─── Data under study

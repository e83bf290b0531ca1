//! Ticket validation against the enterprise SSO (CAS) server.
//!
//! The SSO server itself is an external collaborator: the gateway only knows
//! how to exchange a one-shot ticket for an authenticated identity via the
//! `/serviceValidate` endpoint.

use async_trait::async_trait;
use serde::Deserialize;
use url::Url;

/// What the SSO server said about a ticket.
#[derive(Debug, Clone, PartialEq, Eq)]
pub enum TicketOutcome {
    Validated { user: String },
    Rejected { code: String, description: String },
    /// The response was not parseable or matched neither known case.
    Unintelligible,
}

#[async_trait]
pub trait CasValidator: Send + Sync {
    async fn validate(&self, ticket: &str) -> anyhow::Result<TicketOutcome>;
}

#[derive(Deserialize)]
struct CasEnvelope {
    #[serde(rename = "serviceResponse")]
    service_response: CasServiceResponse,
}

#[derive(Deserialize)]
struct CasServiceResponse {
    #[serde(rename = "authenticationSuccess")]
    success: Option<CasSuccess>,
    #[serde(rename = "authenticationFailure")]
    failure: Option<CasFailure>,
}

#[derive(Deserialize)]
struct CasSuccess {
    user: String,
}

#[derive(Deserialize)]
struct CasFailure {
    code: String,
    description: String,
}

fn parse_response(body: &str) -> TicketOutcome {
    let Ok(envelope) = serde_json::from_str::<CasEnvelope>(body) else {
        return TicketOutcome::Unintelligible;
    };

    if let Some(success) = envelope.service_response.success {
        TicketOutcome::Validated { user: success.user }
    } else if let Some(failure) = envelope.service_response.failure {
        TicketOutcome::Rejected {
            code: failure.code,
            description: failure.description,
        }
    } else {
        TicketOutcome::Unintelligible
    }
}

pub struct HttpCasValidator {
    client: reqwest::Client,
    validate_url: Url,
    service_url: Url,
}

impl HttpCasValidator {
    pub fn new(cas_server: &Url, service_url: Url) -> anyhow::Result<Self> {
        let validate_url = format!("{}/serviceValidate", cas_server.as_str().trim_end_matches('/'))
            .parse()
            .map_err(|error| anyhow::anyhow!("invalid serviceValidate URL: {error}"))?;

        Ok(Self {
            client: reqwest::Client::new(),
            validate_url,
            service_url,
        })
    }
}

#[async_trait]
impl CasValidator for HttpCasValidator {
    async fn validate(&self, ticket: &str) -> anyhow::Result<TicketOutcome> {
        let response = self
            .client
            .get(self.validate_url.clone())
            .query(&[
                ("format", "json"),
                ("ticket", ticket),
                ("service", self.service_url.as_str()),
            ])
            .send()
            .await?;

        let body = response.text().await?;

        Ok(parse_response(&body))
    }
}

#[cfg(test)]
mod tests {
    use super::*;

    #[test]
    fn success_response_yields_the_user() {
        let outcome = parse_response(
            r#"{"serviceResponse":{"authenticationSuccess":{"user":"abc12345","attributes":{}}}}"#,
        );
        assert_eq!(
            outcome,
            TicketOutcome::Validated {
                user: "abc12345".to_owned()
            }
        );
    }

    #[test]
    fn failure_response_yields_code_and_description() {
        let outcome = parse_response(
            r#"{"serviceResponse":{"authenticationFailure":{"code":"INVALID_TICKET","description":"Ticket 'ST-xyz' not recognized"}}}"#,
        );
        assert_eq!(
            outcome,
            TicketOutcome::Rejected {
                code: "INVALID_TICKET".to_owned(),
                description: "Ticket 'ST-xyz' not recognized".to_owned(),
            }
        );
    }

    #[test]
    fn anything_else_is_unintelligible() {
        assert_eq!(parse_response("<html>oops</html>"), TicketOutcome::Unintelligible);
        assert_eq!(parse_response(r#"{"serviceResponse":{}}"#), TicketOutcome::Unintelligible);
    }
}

──────

» **What the task requires**
State the number of lines in these entries where the word "serviceValidate" occurs, without any other words.

» **Reply**
3